Re: mediawait during backup to disk

2010-05-03 Thread Howard Coles
Smaller storage pool volumes and more of them.  Then TSM only has to
open and use what it needs at the time, and more processes can be run
successfully at the same time.  Of course this all depends on how much
RAM and processor power you have as well.  The Single LUN shouldn't be a
problem as long as you have a good queue depth, but I would definitely
break up the pool into multiple volumes.


See Ya'
Howard Coles Jr.
John 3:16!

-Original Message-
From: ADSM: Dist Stor Manager [mailto:ads...@vm.marist.edu] On Behalf Of
Mehdi Salehi
Sent: Sunday, May 02, 2010 10:56 PM
To: ADSM-L@VM.MARIST.EDU
Subject: Re: [ADSM-L] mediawait during backup to disk

- One point is that you gain virtually nothing by 6 volume groups. You
can
put the six LUNs in a single VG, no performance difference I believe.

- Have you tuned the queue_depth of the LUNs based on AMS documentation.
Check it by lsattr -El hdiskX

Here is my question from the group:
Which one performs better?
a- One big TSM volume on a 2TB LUN
b- More than one TSM volumes on a 2TB LUN

Thanks


Re: mediawait during backup to disk

2010-05-03 Thread Michael Green
On Mon, May 3, 2010 at 3:48 PM, Howard Coles
howard.co...@ardenthealth.com wrote:
 Smaller storage pool volumes and more of them.  Then TSM only has to
 open and use what it needs at the time, and more processes can be run
 successfully at the same time.  Of course this all depends on how much
 RAM and processor power you have as well.  The Single LUN shouldn't be a
 problem as long as you have a good queue depth, but I would definitely
 break up the pool into multiple volumes.

Have you actually configured queue depth (at HBA level I guess) to
anything other than default?

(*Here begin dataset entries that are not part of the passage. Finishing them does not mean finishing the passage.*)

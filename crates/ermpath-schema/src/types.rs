use derive_more::Display;
use serde::{Deserialize, Serialize};

///
/// ColumnFamily
///
/// Comparison family used when ordering values of a column.
///

#[derive(Clone, Copy, Debug, Display, Eq, Hash, PartialEq)]
#[remain::sorted]
pub enum ColumnFamily {
    Boolean,
    Float,
    Integer,
    Temporal,
    Text,
    Unordered,
}

///
/// ColumnType
///
/// Declared type of a column. Domain types are reduced to their base type
/// when the catalog is loaded; unknown typenames are kept verbatim.
///

#[derive(Clone, Debug, Eq, Hash, PartialEq, Serialize, Deserialize)]
#[serde(from = "String", into = "String")]
#[remain::sorted]
pub enum ColumnType {
    Array(Box<Self>),
    Boolean,
    Date,
    Float4,
    Float8,
    Int2,
    Int4,
    Int8,
    Json,
    Jsonb,
    Longtext,
    Markdown,
    Numeric,
    Other(String),
    Serial2,
    Serial4,
    Serial8,
    Text,
    Timestamp,
    Timestamptz,
}

impl ColumnType {
    /// Parse an introspection typename (`int4`, `text[]`, ...).
    #[must_use]
    pub fn from_typename(typename: &str) -> Self {
        if let Some(base) = typename.strip_suffix("[]") {
            return Self::Array(Box::new(Self::from_typename(base)));
        }

        match typename {
            "boolean" => Self::Boolean,
            "date" => Self::Date,
            "float4" => Self::Float4,
            "float8" => Self::Float8,
            "int2" => Self::Int2,
            "int4" => Self::Int4,
            "int8" => Self::Int8,
            "json" => Self::Json,
            "jsonb" => Self::Jsonb,
            "longtext" => Self::Longtext,
            "markdown" => Self::Markdown,
            "numeric" => Self::Numeric,
            "serial2" => Self::Serial2,
            "serial4" => Self::Serial4,
            "serial8" => Self::Serial8,
            "text" => Self::Text,
            "timestamp" => Self::Timestamp,
            "timestamptz" => Self::Timestamptz,
            other => Self::Other(other.to_string()),
        }
    }

    #[must_use]
    pub fn typename(&self) -> String {
        match self {
            Self::Array(inner) => format!("{}[]", inner.typename()),
            Self::Boolean => "boolean".to_string(),
            Self::Date => "date".to_string(),
            Self::Float4 => "float4".to_string(),
            Self::Float8 => "float8".to_string(),
            Self::Int2 => "int2".to_string(),
            Self::Int4 => "int4".to_string(),
            Self::Int8 => "int8".to_string(),
            Self::Json => "json".to_string(),
            Self::Jsonb => "jsonb".to_string(),
            Self::Longtext => "longtext".to_string(),
            Self::Markdown => "markdown".to_string(),
            Self::Numeric => "numeric".to_string(),
            Self::Other(name) => name.clone(),
            Self::Serial2 => "serial2".to_string(),
            Self::Serial4 => "serial4".to_string(),
            Self::Serial8 => "serial8".to_string(),
            Self::Text => "text".to_string(),
            Self::Timestamp => "timestamp".to_string(),
            Self::Timestamptz => "timestamptz".to_string(),
        }
    }

    #[must_use]
    pub const fn family(&self) -> ColumnFamily {
        match self {
            Self::Boolean => ColumnFamily::Boolean,
            Self::Date | Self::Timestamp | Self::Timestamptz => ColumnFamily::Temporal,
            Self::Float4 | Self::Float8 | Self::Numeric => ColumnFamily::Float,
            Self::Int2
            | Self::Int4
            | Self::Int8
            | Self::Serial2
            | Self::Serial4
            | Self::Serial8 => ColumnFamily::Integer,
            Self::Json | Self::Jsonb => ColumnFamily::Unordered,
            Self::Array(_) | Self::Longtext | Self::Markdown | Self::Other(_) | Self::Text => {
                ColumnFamily::Text
            }
        }
    }

    /// Whether the server accepts this column in `@sort(...)`.
    #[must_use]
    pub const fn is_sortable(&self) -> bool {
        !matches!(self, Self::Json | Self::Jsonb)
    }

    /// Integer and serial columns are preferred when picking a shortest key.
    #[must_use]
    pub const fn is_integer_like(&self) -> bool {
        matches!(self.family(), ColumnFamily::Integer)
    }
}

impl From<String> for ColumnType {
    fn from(typename: String) -> Self {
        Self::from_typename(&typename)
    }
}

impl From<ColumnType> for String {
    fn from(ty: ColumnType) -> Self {
        ty.typename()
    }
}

///
/// TESTS
///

If yes, would you please share the
details with us?


Re: mediawait during backup to disk

2010-05-03 Thread ADSM-L

I'm fairly sure I remember an IBM recommendation that suggested you
should try to have broadly as many individual disk volumes defined in
a stgpool as you will have concurrent client sessions writing to that
stgpool.

David McClelland
London

On 3 May 2010, at 13:48, Howard Coles howard.co...@ardenthealth.com
wrote:


Smaller storage pool volumes and more of them.  Then TSM only has to
open and use what it needs at the time, and more processes can be run
successfully at the same time.  Of course this all depends on how much
RAM and processor power you have as well.  The Single LUN shouldn't
be a
problem as long as you have a good queue depth, but I would definitely
break up the pool into multiple volumes.


See Ya'
Howard Coles Jr.
John 3:16!

-Original Message-
From: ADSM: Dist Stor Manager [mailto:ads...@vm.marist.edu] On
Behalf Of
Mehdi Salehi
Sent: Sunday, May 02, 2010 10:56 PM
To: ADSM-L@VM.MARIST.EDU
Subject: Re: [ADSM-L] mediawait during backup to disk

- One point is that you gain virtually nothing by 6 volume groups. You
can
put the six LUNs in a single VG, no performance difference I believe.

- Have you tuned the queue_depth of the LUNs based on AMS
documentation.
Check it by lsattr -El hdiskX

Here is my question from the group:
Which one performs better?
a- One big TSM volume on a 2TB LUN
b- More than one TSM volumes on a 2TB LUN

Thanks


Re: mediawait during backup to disk

2010-05-03 Thread Richard Rhodes
We use EMC storage.  We use the following settings on our AIX servers
which are specified by EMC in their host attachment guides.

# hba settings
chdev -l fcsX -a num_cmd_elems=2048# hba queue depth
chdev -l fcsX -a max_xfer_size=0x100   # max transfer size

# scsi protocol adapter settings
chdev -l fscsiX -a fc_err_recov=fast_fail   # fail I/O's fast
chdev -l fscsiX -a dyntrk=yes   # allow aix to track binding
changes

# Symmetrix/DMX hdisk
chdev -l $i -a queue_depth=128# hdisk queue depth

# Clariion
chdev -l $i -a queue_depth=32# hdisk queue depth


Please note - just maxing out the queue depth on the host can cause
problems.  The storage system port also has a queue depth.  If your
storage system ports are shared across multiple server then you
don't want the total queue depth across the servers to overflow the
queue depth on the storage port. In other words, you don't want a
server to fire a I/O to a storage system only to have the storage
system send back an error saying it's queue is full, requiring a
retry on the I/O - this is a major performance hit.  How do you do
this?  In all practical sence . . .you don't.  Find out what your
vendor recomemds and use that.

On AIX you can tell if you have hit IT'S hdisk queues are full
in iostat -Dl, althought this tells you nothing about the
storage system or HBA.






   
 Michael Green 
 mishagr...@gmail 
 .COM  To 
 Sent by: ADSM:   ADSM-L@VM.MARIST.EDU
 Dist Stor  cc 
 Manager  
 ads...@vm.marist Subject 
 .EDU Re: mediawait during backup to disk 
   
   
 05/03/2010 09:26  
 AM
   
   
 Please respond to 
 ADSM: Dist Stor  
 Manager  
 ads...@vm.marist 
   .EDU   
   
   




On Mon, May 3, 2010 at 3:48 PM, Howard Coles
howard.co...@ardenthealth.com wrote:
 Smaller storage pool volumes and more of them.  Then TSM only has to
 open and use what it needs at the time, and more processes can be run
 successfully at the same time.  Of course this all depends on how much
 RAM and processor power you have as well.  The Single LUN shouldn't be a
 problem as long as you have a good queue depth, but I would definitely
 break up the pool into multiple volumes.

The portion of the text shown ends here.